*** Begin section ***

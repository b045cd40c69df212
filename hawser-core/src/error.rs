use std::error::Error as StdError;
use std::fmt::{Display, Formatter};

/// The result of interacting with a ledger backend.
pub type BackendResult<T> = Result<T, BackendError>;

/// Errors returned when attempting to reach a ledger node or dispatch a
/// transaction through it.
#[derive(Debug, thiserror::Error)]
pub enum BackendError {
    /// A JSON-RPC level failure reported by the node.
    #[error("rpc error: {0}")]
    Rpc(String),
    /// The caller's deadline or cancellation token fired mid-request.
    #[error("request cancelled")]
    Cancelled,
    /// The node tore down a live log subscription.
    #[error("subscription closed by the backend")]
    SubscriptionClosed,
    /// Any other error; does not implement `From` to prevent
    /// conflicting/absorbing other errors.
    #[error(transparent)]
    Other(Box<dyn StdError + Send + Sync>),
}

impl BackendError {
    /// Create a backend error from any other existing error.
    pub fn from_other<E: StdError + Send + Sync + 'static>(err: E) -> Self {
        Self::Other(Box::new(err))
    }

    /// Creates a backend error of the other variant from a static string.
    pub fn from_other_str(err: &'static str) -> Self {
        #[derive(Debug)]
        #[repr(transparent)]
        struct StringError(&'static str);
        impl Display for StringError {
            fn fmt(&self, f: &mut Formatter<'_>) -> std::fmt::Result {
                f.write_str(self.0)
            }
        }
        impl StdError for StringError {}

        Self::from_other(StringError(err))
    }

    /// Whether the failure was a cancellation rather than a fault.
    pub fn is_cancellation(&self) -> bool {
        matches!(self, Self::Cancelled)
    }
}
//! Backends for exercising the hawser runtime without a node: mockall
//! mocks for expectation-style tests and a scripted backend replaying
//! canned replies for end-to-end dispatch tests.

#![forbid(unsafe_code)]

pub use scripted::{ScriptedBackend, StaticAuthorizer, SubscriptionFeed};

pub mod mocks;
mod scripted;
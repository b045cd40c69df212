//! The event stream: one lazy sequence over historical logs and a live
//! subscription tail.

use std::collections::VecDeque;
use std::pin::Pin;
use std::task::{Context, Poll};

use futures::Stream;
use tracing::debug;

use hawser_abi::{DecodedLog, Event};
use hawser_core::{LogMeta, LogSubscription, RawLog};

use crate::{ContractError, ContractResult};

/// A lazy, single-consumer sequence of decoded events of one type.
///
/// Historical records are delivered first, then the live tail. The
/// stream latches its first terminal error: once a subscription failure
/// or a decode failure is recorded, any logs still buffered are
/// discarded, [`next`](EventStream::next) keeps returning `None`, and
/// [`error`](EventStream::error) exposes what happened. A stream is
/// restartable only by constructing a new one.
///
/// Reorg retractions (`removed` logs) are delivered as ordinary records
/// with their `retracted` flag set; they are never suppressed.
///
/// Closing, explicitly or by dropping, releases the underlying
/// subscription cursor; the backend's unsubscribe handle runs exactly
/// once no matter how many times `close` is called.
pub struct EventStream {
    event: Event,
    buffer: VecDeque<(RawLog, LogMeta)>,
    live: Option<LogSubscription>,
    error: Option<ContractError>,
    closed: bool,
}

impl EventStream {
    /// A stream over an already-retrieved historical range.
    pub(crate) fn historical(event: Event, logs: Vec<(RawLog, LogMeta)>) -> Self {
        Self {
            event,
            buffer: logs.into(),
            live: None,
            error: None,
            closed: false,
        }
    }

    /// A stream over a historical range followed by a live tail.
    pub(crate) fn live(
        event: Event,
        historical: Vec<(RawLog, LogMeta)>,
        subscription: LogSubscription,
    ) -> Self {
        Self {
            event,
            buffer: historical.into(),
            live: Some(subscription),
            error: None,
            closed: false,
        }
    }

    /// The next decoded record, or `None` when the stream is exhausted,
    /// failed or closed. Inspect [`error`](EventStream::error) to tell
    /// the cases apart.
    pub async fn next(&mut self) -> Option<DecodedLog> {
        futures::future::poll_fn(|cx| Pin::new(&mut *self).poll_next(cx)).await
    }

    /// The latched terminal error, if any. After an explicit close with
    /// no prior failure this reports [`ContractError::Closed`].
    pub fn error(&self) -> Option<&ContractError> {
        self.error.as_ref()
    }

    /// Release the subscription cursor. Idempotent; also runs on drop.
    pub fn close(&mut self) {
        if let Some(mut subscription) = self.live.take() {
            subscription.unsubscribe();
        }
        if !self.closed {
            self.closed = true;
            if self.error.is_none() {
                self.error = Some(ContractError::Closed);
            }
        }
    }

    fn fail(&mut self, error: ContractError) {
        debug!(event = %self.event.name, %error, "event stream failed");
        if let Some(mut subscription) = self.live.take() {
            subscription.unsubscribe();
        }
        self.buffer.clear();
        if self.error.is_none() {
            self.error = Some(error);
        }
    }

    fn decode(&self, raw: &RawLog, meta: LogMeta) -> ContractResult<DecodedLog> {
        let params = self.event.decode_log(raw)?;
        Ok(DecodedLog {
            event: self.event.name.clone(),
            params,
            retracted: meta.removed,
            meta,
        })
    }
}

impl Stream for EventStream {
    type Item = DecodedLog;

    fn poll_next(self: Pin<&mut Self>, cx: &mut Context<'_>) -> Poll<Option<Self::Item>> {
        let this = self.get_mut();
        loop {
            if this.closed || this.error.is_some() {
                return Poll::Ready(None);
            }
            if let Some((raw, meta)) = this.buffer.pop_front() {
                match this.decode(&raw, meta) {
                    Ok(record) => return Poll::Ready(Some(record)),
                    Err(error) => {
                        this.fail(error);
                        return Poll::Ready(None);
                    }
                }
            }
            let Some(live) = this.live.as_mut() else {
                // Historical range exhausted and no live tail: drained.
                return Poll::Ready(None);
            };
            match live.logs.poll_recv(cx) {
                Poll::Ready(Some(pair)) => this.buffer.push_back(pair),
                Poll::Ready(None) => {
                    // The backend closed the channel. Logs queued before
                    // the failure have all been drained by now; surface
                    // the reported error, if any.
                    let failure = match live.errors.poll_recv(cx) {
                        Poll::Ready(Some(error)) => Some(error),
                        _ => None,
                    };
                    if let Some(mut subscription) = this.live.take() {
                        subscription.unsubscribe();
                    }
                    if let Some(error) = failure {
                        if this.error.is_none() {
                            this.error = Some(error.into());
                        }
                    }
                    return Poll::Ready(None);
                }
                Poll::Pending => return Poll::Pending,
            }
        }
    }
}

impl Drop for EventStream {
    fn drop(&mut self) {
        self.close();
    }
}

impl std::fmt::Debug for EventStream {
    fn fmt(&self, f: &mut std::fmt::Formatter<'_>) -> std::fmt::Result {
        f.debug_struct("EventStream")
            .field("event", &self.event.name)
            .field("buffered", &self.buffer.len())
            .field("live", &self.live.is_some())
            .field("closed", &self.closed)
            .finish()
    }
}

*** End section ***

Type out the entries exactly as they appear above.

repository b045cd40c69df212
filename hawser-core/src/error.rs
use std::error::Error as StdError;
use std::fmt::{Display, Formatter};

/// The result of interacting with a ledger backend.
pub type BackendResult<T> = Result<T, BackendError>;

/// Errors returned when attempting to reach a ledger node or dispatch a
/// transaction through it.
#[derive(Debug, thiserror::Error)]
pub enum BackendError {
    /// A JSON-RPC level failure reported by the node.
    #[error("rpc error: {0}")]
    Rpc(String),
    /// The caller's deadline or cancellation token fired mid-request.
    #[error("request cancelled")]
    Cancelled,
    /// The node tore down a live log subscription.
    #[error("subscription closed by the backend")]
    SubscriptionClosed,
    /// Any other error; does not implement `From` to prevent
    /// conflicting/absorbing other errors.
    #[error(transparent)]
    Other(Box<dyn StdError + Send + Sync>),
}

impl BackendError {
    /// Create a backend error from any other existing error.
    pub fn from_other<E: StdError + Send + Sync + 'static>(err: E) -> Self {
        Self::Other(Box::new(err))
    }

    /// Creates a backend error of the other variant from a static string.
    pub fn from_other_str(err: &'static str) -> Self {
        #[derive(Debug)]
        #[repr(transparent)]
        struct StringError(&'static str);
        impl Display for StringError {
            fn fmt(&self, f: &mut Formatter<'_>) -> std::fmt::Result {
                f.write_str(self.0)
            }
        }
        impl StdError for StringError {}

        Self::from_other(StringError(err))
    }

    /// Whether the failure was a cancellation rather than a fault.
    pub fn is_cancellation(&self) -> bool {
        matches!(self, Self::Cancelled)
    }
}
//! Backends for exercising the hawser runtime without a node: mockall
//! mocks for expectation-style tests and a scripted backend replaying
//! canned replies for end-to-end dispatch tests.

#![forbid(unsafe_code)]

pub use scripted::{ScriptedBackend, StaticAuthorizer, SubscriptionFeed};

pub mod mocks;
mod scripted;
repository b045cd40c69df212
//! The event stream: one lazy sequence over historical logs and a live
//! subscription tail.

use std::collections::VecDeque;
use std::pin::Pin;
use std::task::{Context, Poll};

use futures::Stream;
use tracing::debug;

use hawser_abi::{DecodedLog, Event};
use hawser_core::{LogMeta, LogSubscription, RawLog};

use crate::{ContractError, ContractResult};

/// A lazy, single-consumer sequence of decoded events of one type.
///
/// Historical records are delivered first, then the live tail. The
/// stream latches its first terminal error: once a subscription failure
/// or a decode failure is recorded, any logs still buffered are
/// discarded, [`next`](EventStream::next) keeps returning `None`, and
/// [`error`](EventStream::error) exposes what happened. A stream is
/// restartable only by constructing a new one.
///
/// Reorg retractions (`removed` logs) are delivered as ordinary records
/// with their `retracted` flag set; they are never suppressed.
///
/// Closing, explicitly or by dropping, releases the underlying
/// subscription cursor; the backend's unsubscribe handle runs exactly
/// once no matter how many times `close` is called.
pub struct EventStream {
    event: Event,
    buffer: VecDeque<(RawLog, LogMeta)>,
    live: Option<LogSubscription>,
    error: Option<ContractError>,
    closed: bool,
}

impl EventStream {
    /// A stream over an already-retrieved historical range.
    pub(crate) fn historical(event: Event, logs: Vec<(RawLog, LogMeta)>) -> Self {
        Self {
            event,
            buffer: logs.into(),
            live: None,
            error: None,
            closed: false,
        }
    }

    /// A stream over a historical range followed by a live tail.
    pub(crate) fn live(
        event: Event,
        historical: Vec<(RawLog, LogMeta)>,
        subscription: LogSubscription,
    ) -> Self {
        Self {
            event,
            buffer: historical.into(),
            live: Some(subscription),
            error: None,
            closed: false,
        }
    }

    /// The next decoded record, or `None` when the stream is exhausted,
    /// failed or closed. Inspect [`error`](EventStream::error) to tell
    /// the cases apart.
    pub async fn next(&mut self) -> Option<DecodedLog> {
        futures::future::poll_fn(|cx| Pin::new(&mut *self).poll_next(cx)).await
    }

    /// The latched terminal error, if any. After an explicit close with
    /// no prior failure this reports [`ContractError::Closed`].
    pub fn error(&self) -> Option<&ContractError> {
        self.error.as_ref()
    }

    /// Release the subscription cursor. Idempotent; also runs on drop.
    pub fn close(&mut self) {
        if let Some(mut subscription) = self.live.take() {
            subscription.unsubscribe();
        }
        if !self.closed {
            self.closed = true;
            if self.error.is_none() {
                self.error = Some(ContractError::Closed);
            }
        }
    }

    fn fail(&mut self, error: ContractError) {
        debug!(event = %self.event.name, %error, "event stream failed");
        if let Some(mut subscription) = self.live.take() {
            subscription.unsubscribe();
        }
        self.buffer.clear();
        if self.error.is_none() {
            self.error = Some(error);
        }
    }

    fn decode(&self, raw: &RawLog, meta: LogMeta) -> ContractResult<DecodedLog> {
        let params = self.event.decode_log(raw)?;
        Ok(DecodedLog {
            event: self.event.name.clone(),
            params,
            retracted: meta.removed,
            meta,
        })
    }
}

impl Stream for EventStream {
    type Item = DecodedLog;

    fn poll_next(self: Pin<&mut Self>, cx: &mut Context<'_>) -> Poll<Option<Self::Item>> {
        let this = self.get_mut();
        loop {
            if this.closed || this.error.is_some() {
                return Poll::Ready(None);
            }
            if let Some((raw, meta)) = this.buffer.pop_front() {
                match this.decode(&raw, meta) {
                    Ok(record) => return Poll::Ready(Some(record)),
                    Err(error) => {
                        this.fail(error);
                        return Poll::Ready(None);
                    }
                }
            }
            let Some(live) = this.live.as_mut() else {
                // Historical range exhausted and no live tail: drained.
                return Poll::Ready(None);
            };
            match live.logs.poll_recv(cx) {
                Poll::Ready(Some(pair)) => this.buffer.push_back(pair),
                Poll::Ready(None) => {
                    // The backend closed the channel. Logs queued before
                    // the failure have all been drained by now; surface
                    // the reported error, if any.
                    let failure = match live.errors.poll_recv(cx) {
                        Poll::Ready(Some(error)) => Some(error),
                        _ => None,
                    };
                    if let Some(mut subscription) = this.live.take() {
                        subscription.unsubscribe();
                    }
                    if let Some(error) = failure {
                        if this.error.is_none() {
                            this.error = Some(error.into());
                        }
                    }
                    return Poll::Ready(None);
                }
                Poll::Pending => return Poll::Pending,
            }
        }
    }
}

impl Drop for EventStream {
    fn drop(&mut self) {
        self.close();
    }
}

impl std::fmt::Debug for EventStream {
    fn fmt(&self, f: &mut std::fmt::Formatter<'_>) -> std::fmt::Result {
        f.debug_struct("EventStream")
            .field("event", &self.event.name)
            .field("buffered", &self.buffer.len())
            .field("live", &self.live.is_some())
            .field("closed", &self.closed)
            .finish()
    }
}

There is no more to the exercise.